El hombre es un ser de deseos. "La Historia -dice Hegel- es el conjunto de deseos deseados". No cumplidos, pienso. En otras palabras, el hombre no es un animal programado genéticamente para repetir la rutina sin tiempo del animal. El animal no forja proyectos, no tiene historia, carece de porvenir. El animal nace y es para siempre. El hombre no, no es: el hombre llega a ser. En su alma luchan incesantemente el bien y el mal, o si se quiere utilizar la clásica definición de Freud, en nuestro espíritu combaten sin tregua el impulso de vida (Eros) y el impulso de muerte (Thanatos). Supera esta situación por la creatividad que nace de la diferencia. Sólo por la diferencia el hombre llega a ser hombre. El lenguaje es una unidad pero es una unidad construida de diferencias. El hombre es devenir.

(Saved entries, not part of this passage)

//! Transport and current aggregation
//!
//! Folds a steady-state vector back through the rate tables: the net flux of
//! a solute over a barrier is the probability-weighted sum of inward moves
//! minus the outward ones (inward positive). At a true steady state the net
//! flux is identical across every barrier of the pore; the per-solute
//! max-minus-min spread is reported as a convergence diagnostic.

use std::collections::HashMap;

use crate::backend::Real;
use crate::model::compile::{CoeffValues, CompiledModel};
use crate::model::rates::{RateTable, AMPS_TO_PICOAMPS, ELEMENTARY_CHARGE};

/// Per-solute per-barrier transport plus the derived current diagnostics.
#[derive(Clone, Debug)]
pub(crate) struct TransportSummary {
    /// Net inward flux per solute per barrier, ions/s.
    pub transport: HashMap<String, Vec<f64>>,
    /// Max minus min flux across barriers, per solute.
    pub transport_errors: HashMap<String, f64>,
    /// Current per barrier, pA.
    pub current: Vec<f64>,
}

pub(crate) fn aggregate<T: Real>(
    model: &CompiledModel,
    rates: &RateTable<T>,
    coeffs: &CoeffValues<T>,
    steady: &[T],
) -> TransportSummary {
    let spec = model.spec();
    let space = model.space();
    let num_barriers = spec.num_barriers();

    let mut transport: HashMap<String, Vec<f64>> = HashMap::new();
    let mut transport_errors: HashMap<String, f64> = HashMap::new();

    for (ion, name) in spec.solutes.iter().enumerate() {
        let mut per_barrier = Vec::with_capacity(num_barriers);
        for barrier in 0..num_barriers {
            let mut net = T::zero();
            for term in space.inward.terms(barrier, ion) {
                let rate = rates.get(term.rate).clone() * coeffs.factor(&term.coeffs);
                net = net + rate * steady[term.state].clone();
            }
            for term in space.outward.terms(barrier, ion) {
                let rate = rates.get(term.rate).clone() * coeffs.factor(&term.coeffs);
                net = net - rate * steady[term.state].clone();
            }
            per_barrier.push(net.to_f64());
        }
        let max = per_barrier.iter().cloned().fold(f64::NEG_INFINITY, f64::max);
        let min = per_barrier.iter().cloned().fold(f64::INFINITY, f64::min);
        transport_errors.insert(name.clone(), max - min);
        transport.insert(name.clone(), per_barrier);
    }

    let mut current = vec![0.0; num_barriers];
    for (ion, name) in spec.solutes.iter().enumerate() {
        let charge = spec.charges[ion] as f64;
        for (barrier, value) in current.iter_mut().enumerate() {
            *value += charge * ELEMENTARY_CHARGE * AMPS_TO_PICOAMPS * transport[name][barrier];
        }
    }

    TransportSummary {
        transport,
        transport_errors,
        current,
    }
}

El fatalismo no sólo niega el cambio: niega la posibilidad del cambio. En la historia -sostiene el fatalismo- no hay cambio: la historia se repite. Y enuncia: todas las revoluciones concluyen ineluctablemente en el Thermidor, en el totalitarismo. Plantear así el problema es postular que el hombre no tiene otro camino. "La Historia es una pesadilla de la que quisiera despertar", escribe Joyce. Para el fatalismo no sólo es una pesadilla: es una pesadilla de la que es imposible despertar. Por eso (salvando la profunda sabiduría de la fatalidad de los mitos clásicos) el fatalismo es reaccionario.
La cosmovisión del cambio, de la revolución revolucionaria, debería ser no sólo la transformación sino la transformación creativa incesante. Exactamente lo opuesto a lo que aspiran las burocracias "conservadoras" o "revolucionarias'', la burocracia no aspira a la transformación sino a la inmovilidad. La repetición es lo contrario del movimiento.
Los campos de concentración y el Estado policial no son consecuencias inevitables de las revoluciones. Son recaídas en la enfermedad infecciosa le la historia: la repetición de los oscuros movimientos de muerte que están en el fondo de las monstruosidades de la historia. Si en nombre de la revolución actuamos como la Inquisición, no somos la revolución. Somos la Inquisición, repetimos el discurso de la barbarie necrófila.
La transformación tiene que producirse, al mismo tiempo, en el afuera y en el adentro, es decir en la sociedad y en el espíritu de los que transforman la sociedad. Porque si el cambio no se produce, simultáneamente, en el afuera y en el adentro, es decir si el revolucionario no se revoluciona a sí mismo puede recaer o recaerá en el discurso del oscurantismo y de la injusticia que intenta abolir.
Para utilizar la metáfora clásica: ¿la humanidad saltará de la prehistoria a la historia o está condenada a errar de prehistoria en prehistoria? Orwell no cree en la transformación. Yo no soy fatalista. Por eso, no obstante que hay tantos motivos para dudar, pienso que la humanidad encontrará el camino de la vida viva. Quizás para eso se necesiten no una sino cien revoluciones. No todas serán revoluciones clásicas (la invención de la píldora anticonceptiva ha transformado el mundo tanto como la bomba atómica). No ha terminado el tiempo de las transformaciones. Todo lo contrario: llegarán desde nuevas e insospechadas perspectivas. No creo en la fatalidad de la repetición histórica. El pasado no será siempre el espejo del porvenir.